From: Robert Graham <robert_david_graham () yahoo com>
Date: Fri, 9 Apr 1999 14:17:57 -0700 (PDT)

--- Roelof JT Jonkman <rjonkman () ittc ukans edu> wrote:
Syslogs are UDP, as such they don't require a response from the host that
receives. (As opposed to TCP which does require a two street to function)
Given that what you could do is simple have an ethernet cable with the 
transmit pair of your dropbox clipped. Depends a little on the ethernet card,
but some of em need to be fumbled with in order to get em to understand that
its ok to work without a carrier at the peer. (Or the hub/switch.)

That would be my solution to a dropbox. Fancy version would be one that
has two interfaces, so you could tie it to your internal network, and process
logs from there on, completely safe. The only drawback is that a Denial of 
Service is still possible, a malicious individual still could flood your 
syslog port on the dropbox and clobber the real logs that way. 

When you eliminated the change of a cracker modifying the logs, you sort of 
have the freedom to do whatever is convenient as far as storage goes.

I also think that an indepedent drop-box is the best solution.

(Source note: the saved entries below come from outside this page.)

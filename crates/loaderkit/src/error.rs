//! Error types for loader and manager operations.

use crate::loader::LoaderId;

/// Errors returned by loader, handle and manager operations.
///
/// None of these are fatal: the manager stays usable after any of them.
#[derive(Debug, Clone, PartialEq, Eq, thiserror::Error)]
pub enum LoaderError {
  /// Operation called in a lifecycle state that does not allow it.
  #[error("Invalid state: {0}")]
  InvalidState(String),
  /// A required argument was missing or did not match.
  #[error("Invalid argument: {0}")]
  InvalidArgument(String),
  /// The factory callback could not produce a loader.
  #[error("Failed to create loader {id}: {message}")]
  Factory { id: LoaderId, message: String },
}

impl LoaderError {
  /// Create an invalid-state error.
  pub fn invalid_state(msg: impl Into<String>) -> Self {
    Self::InvalidState(msg.into())
  }

  /// Create an invalid-argument error.
  pub fn invalid_argument(msg: impl Into<String>) -> Self {
    Self::InvalidArgument(msg.into())
  }

  /// Create a factory error for `id`.
  pub fn factory(id: LoaderId, message: impl Into<String>) -> Self {
    Self::Factory {
      id,
      message: message.into(),
    }
  }
}

/// Outcome of a failed background load.
///
/// Every variant is dispatched as a cancellation-like outcome so the loader's
/// bookkeeping stays consistent.
#[derive(Debug, Clone, PartialEq, Eq, thiserror::Error)]
pub enum LoadError {
  #[error("Load failed: {0}")]
  Failed(String),

  #[error("Load was cancelled")]
  Cancelled,

  #[error("Load panicked: {0}")]
  Panicked(String),
}

impl LoadError {
  pub fn failed(msg: impl Into<String>) -> Self {
    Self::Failed(msg.into())
  }
}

I would eliminate the hub described in the above scenario and use a direct cross-over cable
between the two machines. (a hub just invites other people to attach equipment to it). This
implies that you add an Ethernet card to your original system to act as your serial port to your
drop box.

If you snip the wire to force one-way traffic (a good idea), remember that you'll have to
hard-code your ARP table.

I would NOT put the drop-box on the corporate network. That serial connection should be the only
connection. Hackers breaking through the firewall can then turn around and hack this system. Write
the logs to CD-ROM, then transfer them.

CD-ROMs can be written in "multi-session" mode, at a cost of about 20-mbytes per session. However,
with your drop box, just write evey 650-mbytes. For long term storage, current hard drives cost
about 3x CD-ROMs, but you could just as easily log things to disk, then swap in a new disk every
time it fills up.

The prices are (as monitored by what I bought at Frys this week):
1. 10.1 gig hard disk, $164
2. 50-pack spindle of CD-R disks, $59

Rob.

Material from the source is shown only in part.